### Assignment:
Give the number of lines in the listing below that include the word "return", with nothing more.

### Supplied records:
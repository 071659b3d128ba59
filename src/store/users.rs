use std::{
    collections::BTreeMap,
    fs,
    path::{Path, PathBuf},
    sync::Mutex,
};

use serde::{Deserialize, Serialize};

use super::{
    CounterStore, CounterWrite, SCHEMA_VERSION, StoreError, UserStore, check_schema_version,
    now_rfc3339, write_atomic,
};
use crate::domain::{DomainError, UserAccount, UserId};

pub const USERS_FILE_NAME: &str = "users.json";

/// Applied idempotency keys older than this many entries are forgotten.
pub const APPLIED_KEYS_CAP: usize = 10_000;

#[derive(Debug, Clone, Serialize, Deserialize, PartialEq, Eq)]
pub struct PersistedUsers {
    pub schema_version: u32,
    #[serde(default)]
    pub users: BTreeMap<UserId, UserAccount>,
    /// Idempotency key -> time it was applied.
    #[serde(default)]
    pub applied_keys: BTreeMap<String, String>,
}

impl PersistedUsers {
    pub fn empty() -> Self {
        Self {
            schema_version: SCHEMA_VERSION,
            users: BTreeMap::new(),
            applied_keys: BTreeMap::new(),
        }
    }

    fn next_user_id(&self) -> UserId {
        self.users
            .keys()
            .next_back()
            .map(|id| id.saturating_add(1).max(1))
            .unwrap_or(1)
    }

    fn remember_key(&mut self, key: Option<&str>) {
        let Some(key) = key else {
            return;
        };
        self.applied_keys.insert(key.to_string(), now_rfc3339());
        while self.applied_keys.len() > APPLIED_KEYS_CAP {
            let oldest = self
                .applied_keys
                .iter()
                .min_by(|a, b| a.1.cmp(b.1))
                .map(|(k, _)| k.clone());
            match oldest {
                Some(k) => {
                    self.applied_keys.remove(&k);
                }
                None => break,
            }
        }
    }

    fn is_applied(&self, key: Option<&str>) -> bool {
        key.is_some_and(|k| self.applied_keys.contains_key(k))
    }
}

/// User store backed by `users.json`. Holds accounts, their post counters,
/// and the idempotency keys of adjustments already applied.
pub struct JsonUserStore {
    path: Option<PathBuf>,
    state: Mutex<PersistedUsers>,
}

impl JsonUserStore {
    pub fn load_or_init(data_dir: &Path) -> Result<Self, StoreError> {
        fs::create_dir_all(data_dir)?;
        let path = data_dir.join(USERS_FILE_NAME);
        let state = if path.exists() {
            let bytes = fs::read(&path)?;
            let state: PersistedUsers = serde_json::from_slice(&bytes)?;
            check_schema_version(state.schema_version)?;
            state
        } else {
            let state = PersistedUsers::empty();
            write_atomic(&path, &serde_json::to_vec_pretty(&state)?)?;
            state
        };

        Ok(Self {
            path: Some(path),
            state: Mutex::new(state),
        })
    }

    pub fn in_memory() -> Self {
        Self {
            path: None,
            state: Mutex::new(PersistedUsers::empty()),
        }
    }

    /// Inserts an account with a caller-chosen id. Used for seeding and by
    /// `create_user` after id allocation.
    pub fn insert_account(&self, account: UserAccount) -> Result<UserAccount, StoreError> {
        self.mutate("insert_account", |state| {
            insert_checked(state, account.clone())?;
            Ok(account)
        })
    }

    pub fn snapshot(&self) -> Result<PersistedUsers, StoreError> {
        let state = self
            .state
            .lock()
            .map_err(|_| StoreError::LockPoisoned("snapshot"))?;
        Ok(state.clone())
    }

    fn mutate<T>(
        &self,
        op: &'static str,
        f: impl FnOnce(&mut PersistedUsers) -> Result<T, StoreError>,
    ) -> Result<T, StoreError> {
        let mut state = self.state.lock().map_err(|_| StoreError::LockPoisoned(op))?;
        let mut next = state.clone();
        let out = f(&mut next)?;
        if let Some(path) = &self.path {
            write_atomic(path, &serde_json::to_vec_pretty(&next)?)?;
        }
        *state = next;
        Ok(out)
    }

    fn read<T>(
        &self,
        op: &'static str,
        f: impl FnOnce(&PersistedUsers) -> T,
    ) -> Result<T, StoreError> {
        let state = self.state.lock().map_err(|_| StoreError::LockPoisoned(op))?;
        Ok(f(&state))
    }
}

fn insert_checked(state: &mut PersistedUsers, account: UserAccount) -> Result<(), StoreError> {
    if state.users.contains_key(&account.id) {
        return Err(DomainError::DuplicateUserName { name: account.name }.into());
    }
    if state
        .users
        .values()
        .any(|u| u.name.eq_ignore_ascii_case(&account.name))
    {
        return Err(DomainError::DuplicateUserName { name: account.name }.into());
    }
    if state
        .users
        .values()
        .any(|u| u.email.eq_ignore_ascii_case(&account.email))
    {
        return Err(DomainError::DuplicateEmail {
            email: account.email,
        }
        .into());
    }
    state.users.insert(account.id, account);
    Ok(())
}

impl CounterStore for JsonUserStore {
    fn read_counter(&self, user_id: UserId) -> Result<Option<i64>, StoreError> {
        self.read("read_counter", |state| {
            state.users.get(&user_id).map(|u| u.post_count)
        })
    }

    fn write_counter(
        &self,
        user_id: UserId,
        value: i64,
        applied_key: Option<&str>,
    ) -> Result<(), StoreError> {
        self.mutate("write_counter", |state| {
            let user = state
                .users
                .get_mut(&user_id)
                .ok_or(DomainError::MissingUser { user_id })?;
            user.post_count = value;
            state.remember_key(applied_key);
            Ok(())
        })
    }

    fn adjust_counter(
        &self,
        user_id: UserId,
        delta: i64,
        applied_key: Option<&str>,
    ) -> Result<CounterWrite, StoreError> {
        self.mutate("adjust_counter", |state| {
            let replay = state.is_applied(applied_key);
            let user = state
                .users
                .get_mut(&user_id)
                .ok_or(DomainError::MissingUser { user_id })?;
            if replay {
                return Ok(CounterWrite {
                    post_count: user.post_count,
                    applied: false,
                });
            }
            user.post_count = user.post_count.saturating_add(delta);
            let post_count = user.post_count;
            state.remember_key(applied_key);
            Ok(CounterWrite {
                post_count,
                applied: true,
            })
        })
    }

    fn has_applied(&self, key: &str) -> Result<bool, StoreError> {
        self.read("has_applied", |state| state.applied_keys.contains_key(key))
    }
}

impl UserStore for JsonUserStore {
    fn create_user(
        &self,
        name: String,
        email: String,
        password_hash: String,
    ) -> Result<UserAccount, StoreError> {
        self.mutate("create_user", |state| {
            let account = UserAccount {
                id: state.next_user_id(),
                name,
                email,
                password_hash,
                post_count: 0,
            };
            insert_checked(state, account.clone())?;
            Ok(account)
        })
    }

    fn get_user(&self, user_id: UserId) -> Result<Option<UserAccount>, StoreError> {
        self.read("get_user", |state| state.users.get(&user_id).cloned())
    }

    fn find_user_by_name(&self, name: &str) -> Result<Option<UserAccount>, StoreError> {
        self.read("find_user_by_name", |state| {
            state
                .users
                .values()
                .find(|u| u.name.eq_ignore_ascii_case(name))
                .cloned()
        })
    }

    fn find_user_by_email(&self, email: &str) -> Result<Option<UserAccount>, StoreError> {
        self.read("find_user_by_email", |state| {
            state
                .users
                .values()
                .find(|u| u.email.eq_ignore_ascii_case(email))
                .cloned()
        })
    }
}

### Answer section:
5